Friday, October 02, 2009

On various kinds of purpose

There are I think four different ideas that we might be implying when we talk about the purpose for something. One of them is an intended purpose. The purpose of X is Y because the one who made X intended it to do Y. If we believe in God, we probably believe in this kind of a purpose for ourselves. The second is natural purpose, so that the nature of something drives it toward a certain goal. We are sometimes told that the purpose of sex is reproduction, because that is its natural consequence. Thirdly, there is a chosen purpose. I choose to pursue the goal of becoming and airline pilot of a concert pianist because that is what I want to become. Finally, there is Darwinian purpose. If you believe in evolution, you believe that creatures have certain characteristics because those characteristcs helped them survive and pass on their genes. So a thoroughgoing Darwinian will say that the purpose of your eyes is to see, not because someone planned them so you could see, but because creatures who developed eyes had better awareness of the environment than the creatures they were competing with, and this resulted in those creatures surviving.

4 comments:

Ken said...

Good muse.
I have found it useful to draw similar distinctions between "meaning" and "purpose."
Meaning being extrinsic and purpose being intrinsic.
For example, a baseball bat has a purpose--to hit a ball--but only has meaning if it is given one--Babe Ruth gave it to my father.

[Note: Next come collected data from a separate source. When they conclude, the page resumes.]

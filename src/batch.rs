//! Batch driver: run every matching file in a directory through the engine or the pipeline.
//!
//! In [`BatchMode::Ask`] each non-empty file's full, trimmed content is the question and the
//! answer lands next to the input as `<input>.<YYYY_MM_DD_HH_MM_SS>.out`. The timestamp is
//! taken once per run. If that path already exists a `-N` counter is appended to the
//! timestamp; existing artifacts are never overwritten.

use crate::{
    answer::{AnswerEngine, QueryError, RetrievalSettings},
    index::VectorIndex,
    processing::{Document, DocumentError, IngestionError, IngestionPipeline},
    progress::{ProgressEvent, ProgressReporter},
};
use globset::{Glob, GlobMatcher};
use std::ffi::OsString;
use std::fs::{File, OpenOptions};
use std::io::{ErrorKind, Write};
use std::path::{Path, PathBuf};
use std::time::{Duration, Instant};
use thiserror::Error;
use time::{OffsetDateTime, macros::format_description};
use walkdir::WalkDir;

/// Label preceding the input in an artifact.
pub const INPUT_LABEL: &str = "Input=================>";
/// Label preceding the answer in an artifact.
pub const OUTPUT_LABEL: &str = "Output=================>";

/// Failures that prevent a batch from starting.
#[derive(Debug, Error)]
pub enum BatchError {
    /// The file-name pattern is not a valid glob.
    #[error("invalid file pattern '{pattern}': {source}")]
    InvalidPattern {
        /// Pattern as supplied.
        pattern: String,
        /// Parser error.
        #[source]
        source: globset::Error,
    },
    /// The source directory could not be listed.
    #[error("failed to list {}: {source}", dir.display())]
    Discovery {
        /// Directory being scanned.
        dir: PathBuf,
        /// Underlying walk error.
        #[source]
        source: walkdir::Error,
    },
    /// The run timestamp could not be rendered.
    #[error("failed to format run timestamp: {0}")]
    Timestamp(#[from] time::error::Format),
}

/// Why a single file failed. Recorded against that file only.
#[derive(Debug, Error)]
pub enum FileError {
    /// Reading the input or writing the artifact failed.
    #[error("I/O error: {0}")]
    Io(#[from] std::io::Error),
    /// The engine could not answer.
    #[error(transparent)]
    Query(#[from] QueryError),
    /// The pipeline rejected the document.
    #[error(transparent)]
    Ingestion(#[from] IngestionError),
}

/// What the batch does with each file.
#[derive(Debug, Clone, Copy, PartialEq, Eq, Default)]
pub enum BatchMode {
    /// Ask the file content as a question and write an artifact.
    #[default]
    Ask,
    /// Ingest the file into the index; no artifact.
    Ingest,
}

/// Directory, pattern, and mode of a batch run.
#[derive(Debug, Clone)]
pub struct BatchRequest {
    /// Directory scanned (not recursively).
    pub dir: PathBuf,
    /// Glob matched against file names, e.g. `*.txt`.
    pub pattern: String,
    /// Per-file action.
    pub mode: BatchMode,
}

/// Result for one input file.
#[derive(Debug)]
pub enum FileOutcome {
    /// An artifact was written.
    Written {
        /// Input file.
        input: PathBuf,
        /// Artifact path.
        output: PathBuf,
    },
    /// The file was empty after trimming.
    SkippedEmpty {
        /// Input file.
        input: PathBuf,
    },
    /// The file was committed to the index.
    Ingested {
        /// Input file.
        input: PathBuf,
        /// Chunks added.
        chunks: usize,
    },
    /// Processing failed; later files still ran.
    Failed {
        /// Input file.
        input: PathBuf,
        /// Cause.
        error: FileError,
    },
}

impl FileOutcome {
    /// Input file the outcome refers to.
    pub fn input(&self) -> &Path {
        match self {
            Self::Written { input, .. }
            | Self::SkippedEmpty { input }
            | Self::Ingested { input, .. }
            | Self::Failed { input, .. } => input,
        }
    }

    /// User-facing status line.
    pub fn message(&self) -> String {
        match self {
            Self::Written { input, output } => {
                format!("Processed {} -> {}", input.display(), output.display())
            }
            Self::SkippedEmpty { input } => format!("file {} is empty", input.display()),
            Self::Ingested { input, chunks } => {
                format!("Ingested {} ({chunks} chunks)", input.display())
            }
            Self::Failed { input, error } => {
                format!("Error processing {}: {error}", input.display())
            }
        }
    }
}

/// Summary of a batch run.
#[derive(Debug)]
pub struct BatchReport {
    /// Wall-clock start.
    pub started_at: OffsetDateTime,
    /// Wall-clock finish.
    pub finished_at: OffsetDateTime,
    /// Elapsed time.
    pub elapsed: Duration,
    /// One entry per discovered file, in processing order.
    pub outcomes: Vec<FileOutcome>,
}

impl BatchReport {
    /// Number of artifacts written.
    pub fn written(&self) -> usize {
        self.count(|outcome| matches!(outcome, FileOutcome::Written { .. }))
    }

    /// Number of files ingested.
    pub fn ingested(&self) -> usize {
        self.count(|outcome| matches!(outcome, FileOutcome::Ingested { .. }))
    }

    /// Number of empty files skipped.
    pub fn skipped(&self) -> usize {
        self.count(|outcome| matches!(outcome, FileOutcome::SkippedEmpty { .. }))
    }

    /// Number of files that failed.
    pub fn failed(&self) -> usize {
        self.count(|outcome| matches!(outcome, FileOutcome::Failed { .. }))
    }

    fn count(&self, predicate: impl Fn(&FileOutcome) -> bool) -> usize {
        self.outcomes.iter().filter(|outcome| predicate(outcome)).count()
    }
}

/// List files in `dir` whose names match `pattern`, sorted lexicographically.
pub fn discover(dir: &Path, pattern: &str) -> Result<Vec<PathBuf>, BatchError> {
    let matcher = build_matcher(pattern)?;
    let mut files = Vec::new();
    for entry in WalkDir::new(dir).min_depth(1).max_depth(1) {
        let entry = entry.map_err(|source| BatchError::Discovery {
            dir: dir.to_path_buf(),
            source,
        })?;
        if !entry.file_type().is_file() {
            continue;
        }
        if matcher.is_match(entry.file_name()) {
            files.push(entry.into_path());
        }
    }
    files.sort();
    Ok(files)
}

fn build_matcher(pattern: &str) -> Result<GlobMatcher, BatchError> {
    Glob::new(pattern)
        .map(|glob| glob.compile_matcher())
        .map_err(|source| BatchError::InvalidPattern {
            pattern: pattern.to_string(),
            source,
        })
}

/// Render the per-run timestamp suffix.
pub fn run_stamp(at: OffsetDateTime) -> Result<String, BatchError> {
    Ok(at.format(format_description!(
        "[year]_[month]_[day]_[hour]_[minute]_[second]"
    ))?)
}

/// Artifact path for `input`; `attempt > 0` adds the collision counter.
pub fn output_path(input: &Path, stamp: &str, attempt: usize) -> PathBuf {
    let mut name = OsString::from(input.as_os_str());
    if attempt == 0 {
        name.push(format!(".{stamp}.out"));
    } else {
        name.push(format!(".{stamp}-{attempt}.out"));
    }
    PathBuf::from(name)
}

/// Artifact body: labeled input followed by labeled output.
pub fn render_artifact(input: &str, output: &str) -> String {
    format!("{INPUT_LABEL}\n{input}\n\n{OUTPUT_LABEL}\n{output}\n")
}

fn write_artifact(input: &Path, stamp: &str, body: &str) -> std::io::Result<PathBuf> {
    create_artifact(input, stamp, |file| file.write_all(body.as_bytes()))
}

/// Claim the first free artifact path and fill it. A failed fill removes the partial file.
fn create_artifact(
    input: &Path,
    stamp: &str,
    fill: impl FnOnce(&mut File) -> std::io::Result<()>,
) -> std::io::Result<PathBuf> {
    let mut attempt = 0;
    let (path, mut file) = loop {
        let path = output_path(input, stamp, attempt);
        match OpenOptions::new().write(true).create_new(true).open(&path) {
            Ok(file) => break (path, file),
            Err(error) if error.kind() == ErrorKind::AlreadyExists => attempt += 1,
            Err(error) => return Err(error),
        }
    };

    if let Err(error) = fill(&mut file) {
        drop(file);
        if let Err(cleanup) = std::fs::remove_file(&path) {
            tracing::warn!(
                output = %path.display(),
                error = %cleanup,
                "Could not remove partial artifact"
            );
        }
        return Err(error);
    }
    Ok(path)
}

async fn read_trimmed(path: &Path) -> std::io::Result<String> {
    let content = tokio::fs::read_to_string(path).await?;
    Ok(content.trim().to_string())
}

fn local_now() -> OffsetDateTime {
    OffsetDateTime::now_local().unwrap_or_else(|_| OffsetDateTime::now_utc())
}

/// Answer every matching file with `engine`.
///
/// `index` is `None` when nothing has been ingested; every non-empty file then fails with
/// [`QueryError::NoIndex`] and no artifact is written.
pub async fn run_ask(
    engine: &AnswerEngine,
    index: Option<&VectorIndex>,
    settings: RetrievalSettings,
    request: &BatchRequest,
    progress: &dyn ProgressReporter,
) -> Result<BatchReport, BatchError> {
    let files = discover(&request.dir, &request.pattern)?;
    let started_at = local_now();
    let stamp = run_stamp(started_at)?;
    let clock = Instant::now();
    tracing::info!(
        dir = %request.dir.display(),
        pattern = %request.pattern,
        files = files.len(),
        stamp = %stamp,
        "Starting batch"
    );

    let total = files.len();
    let mut outcomes = Vec::with_capacity(total);
    for (position, input) in files.into_iter().enumerate() {
        progress.report(ProgressEvent::FileStarted {
            path: input.clone(),
            position: position + 1,
            total,
        });
        let outcome = ask_one(engine, index, settings, input, &stamp).await;
        finish_file(progress, &outcome);
        outcomes.push(outcome);
    }

    Ok(finish_report(started_at, clock, outcomes))
}

async fn ask_one(
    engine: &AnswerEngine,
    index: Option<&VectorIndex>,
    settings: RetrievalSettings,
    input: PathBuf,
    stamp: &str,
) -> FileOutcome {
    let content = match read_trimmed(&input).await {
        Ok(content) => content,
        Err(error) => {
            return FileOutcome::Failed {
                input,
                error: error.into(),
            };
        }
    };
    if content.is_empty() {
        return FileOutcome::SkippedEmpty { input };
    }

    let answer = match engine.ask(index, &content, settings).await {
        Ok(answer) => answer,
        Err(error) => {
            return FileOutcome::Failed {
                input,
                error: error.into(),
            };
        }
    };
    match write_artifact(&input, stamp, &render_artifact(&content, &answer.text)) {
        Ok(output) => FileOutcome::Written { input, output },
        Err(error) => FileOutcome::Failed { input, error: error.into() },
    }
}

/// Ingest every matching file into `index`.
pub async fn run_ingest(
    pipeline: &IngestionPipeline,
    index: &mut VectorIndex,
    request: &BatchRequest,
    progress: &dyn ProgressReporter,
) -> Result<BatchReport, BatchError> {
    let files = discover(&request.dir, &request.pattern)?;
    let started_at = local_now();
    let clock = Instant::now();
    tracing::info!(
        dir = %request.dir.display(),
        pattern = %request.pattern,
        files = files.len(),
        "Starting batch ingestion"
    );

    let total = files.len();
    let mut outcomes = Vec::with_capacity(total);
    for (position, input) in files.into_iter().enumerate() {
        progress.report(ProgressEvent::FileStarted {
            path: input.clone(),
            position: position + 1,
            total,
        });
        let outcome = match Document::from_path(&input).await {
            Ok(document) => match pipeline.ingest(index, document, progress).await {
                Ok(report) => FileOutcome::Ingested {
                    input,
                    chunks: report.chunk_count,
                },
                Err(error) => FileOutcome::Failed {
                    input,
                    error: error.into(),
                },
            },
            Err(DocumentError::Empty(_)) => FileOutcome::SkippedEmpty { input },
            Err(error) => FileOutcome::Failed {
                input,
                error: IngestionError::from(error).into(),
            },
        };
        finish_file(progress, &outcome);
        outcomes.push(outcome);
    }

    Ok(finish_report(started_at, clock, outcomes))
}

fn finish_file(progress: &dyn ProgressReporter, outcome: &FileOutcome) {
    match outcome {
        FileOutcome::Failed { input, error } => {
            tracing::warn!(input = %input.display(), error = %error, "Batch file failed");
        }
        FileOutcome::SkippedEmpty { input } => {
            tracing::info!(input = %input.display(), "Skipping empty batch file");
        }
        _ => tracing::debug!(input = %outcome.input().display(), "Batch file done"),
    }
    progress.report(ProgressEvent::FileFinished {
        path: outcome.input().to_path_buf(),
        outcome: outcome.message(),
    });
}

fn finish_report(
    started_at: OffsetDateTime,
    clock: Instant,
    outcomes: Vec<FileOutcome>,
) -> BatchReport {
    let report = BatchReport {
        started_at,
        finished_at: local_now(),
        elapsed: clock.elapsed(),
        outcomes,
    };
    tracing::info!(
        written = report.written(),
        ingested = report.ingested(),
        skipped = report.skipped(),
        failed = report.failed(),
        elapsed_ms = report.elapsed.as_millis() as u64,
        "Batch finished"
    );
    report
}
//! Shared types used by the vector index and its callers.

use serde::{Deserialize, Serialize};
use sha2::{Digest, Sha256};
use std::path::PathBuf;
use thiserror::Error;

/// Errors returned by the vector index.
#[derive(Debug, Error)]
pub enum IndexError {
    /// No persisted index exists at the location; callers start empty.
    #[error("No persisted index found at {0}")]
    NotFound(PathBuf),
    /// Filesystem access failed.
    #[error("Index I/O failed at {path}: {source}")]
    Io {
        /// Path being read or written.
        path: PathBuf,
        /// Underlying I/O error.
        #[source]
        source: std::io::Error,
    },
    /// Index contents could not be encoded or decoded.
    #[error("Index serialization failed: {0}")]
    Serialization(#[from] serde_json::Error),
    /// Vector width differs from the width already stored in the index.
    #[error("Vector dimension mismatch: index holds {expected}, got {actual}")]
    DimensionMismatch {
        /// Dimension of vectors already in the index.
        expected: usize,
        /// Dimension of the offending vector.
        actual: usize,
    },
    /// Chunks and embeddings were not paired one to one.
    #[error("Got {chunks} chunks but {vectors} vectors")]
    LengthMismatch {
        /// Number of chunks supplied.
        chunks: usize,
        /// Number of vectors supplied.
        vectors: usize,
    },
    /// Persisted file decoded but violates index invariants.
    #[error("Persisted index is corrupt: {0}")]
    Corrupt(String),
}

/// A contiguous span of a document's text, the unit of embedding and retrieval.
#[derive(Debug, Clone, PartialEq, Eq, Serialize, Deserialize)]
pub struct Chunk {
    /// Identifier of the document the chunk was cut from.
    pub source: String,
    /// Zero-based position of the chunk within its document.
    pub ordinal: usize,
    /// Byte offset of the chunk's first character in the document text.
    #[serde(default)]
    pub offset: usize,
    /// Chunk text.
    pub text: String,
    /// SHA-256 of the chunk text.
    pub chunk_hash: String,
}

impl Chunk {
    /// Build a chunk, hashing its text.
    pub fn new(
        source: impl Into<String>,
        ordinal: usize,
        offset: usize,
        text: impl Into<String>,
    ) -> Self {
        let text = text.into();
        Self {
            source: source.into(),
            ordinal,
            offset,
            chunk_hash: compute_chunk_hash(&text),
            text,
        }
    }
}

/// Compute a deterministic SHA-256 hash for the chunk text.
pub fn compute_chunk_hash(text: &str) -> String {
    let mut hasher = Sha256::new();
    hasher.update(text.as_bytes());
    hex::encode(hasher.finalize())
}

/// A chunk committed to the index together with its embedding.
#[derive(Debug, Clone, PartialEq, Serialize, Deserialize)]
pub struct IndexedChunk {
    /// Identifier assigned when the chunk was added.
    pub id: String,
    /// Chunk contents and provenance.
    #[serde(flatten)]
    pub chunk: Chunk,
    /// Embedding vector attached to the chunk.
    pub vector: Vec<f32>,
}

/// A search hit.
#[derive(Debug, Clone, PartialEq)]
pub struct ScoredChunk {
    /// Identifier of the indexed chunk.
    pub id: String,
    /// Cosine similarity between the query and the chunk.
    pub score: f32,
    /// Matched chunk.
    pub chunk: Chunk,
}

I mused further on this here (if it is of interest):
http://atheismisdead.blogspot.com/2009/08/atheism-essays-particular-to-meaning.html

JSA said...

Are natural and darwinian purpose really distinct? Or am I falling into some mental trap by thinking them the same?

kbrowne said...

I think Joshua is right. Of course I may be falling into the same mental trap. But surely reproduction is the Darwinian purpose of sex. Can you give an example of a natural purpose that does not fall into one of the other categories?

Victor Reppert said...

I was thinking more of an Aristotelian natural purpose rather than a Darwinian one. Of course the Aristotelian conception is a difficult one because you have the theistic tradition pushing it in the direction of intended purpose, and the Darwinian materialist tradition pushing it in the direction of Darwinian function.

But I think something can have an intended purpose without that purpose resulting in the fulfillment of the creaturely nature. If Calvinism is true, it is the intended purpose of some people to provide God the opportunity to display his wrath against sin and to serve as object lessons to make sure everyone up in heaven knows that they got there by grace, but in fulfilling that divine purpose, their desires are everlastingly frustrated. Or, to take a simpler example, we raise some animals for food. Sometimes we do in a way that pays attention to their interests (kosher laws suggest this way of thinking) and sometimes people simply exploit the animals, as in the case of veal calves cooped up in tiny pens. So I think we need the idea of an inner purpose that involves the fulfillment of the nature of the created object.

I an inclined to think that a concept of love could be developed as an active desire for the fulfillment of another being. X loves Y just in case X wants Y to fulfill itself, and does whatever is possible (consonant with other moral duties X might have) to make it possible that Y fufills itself.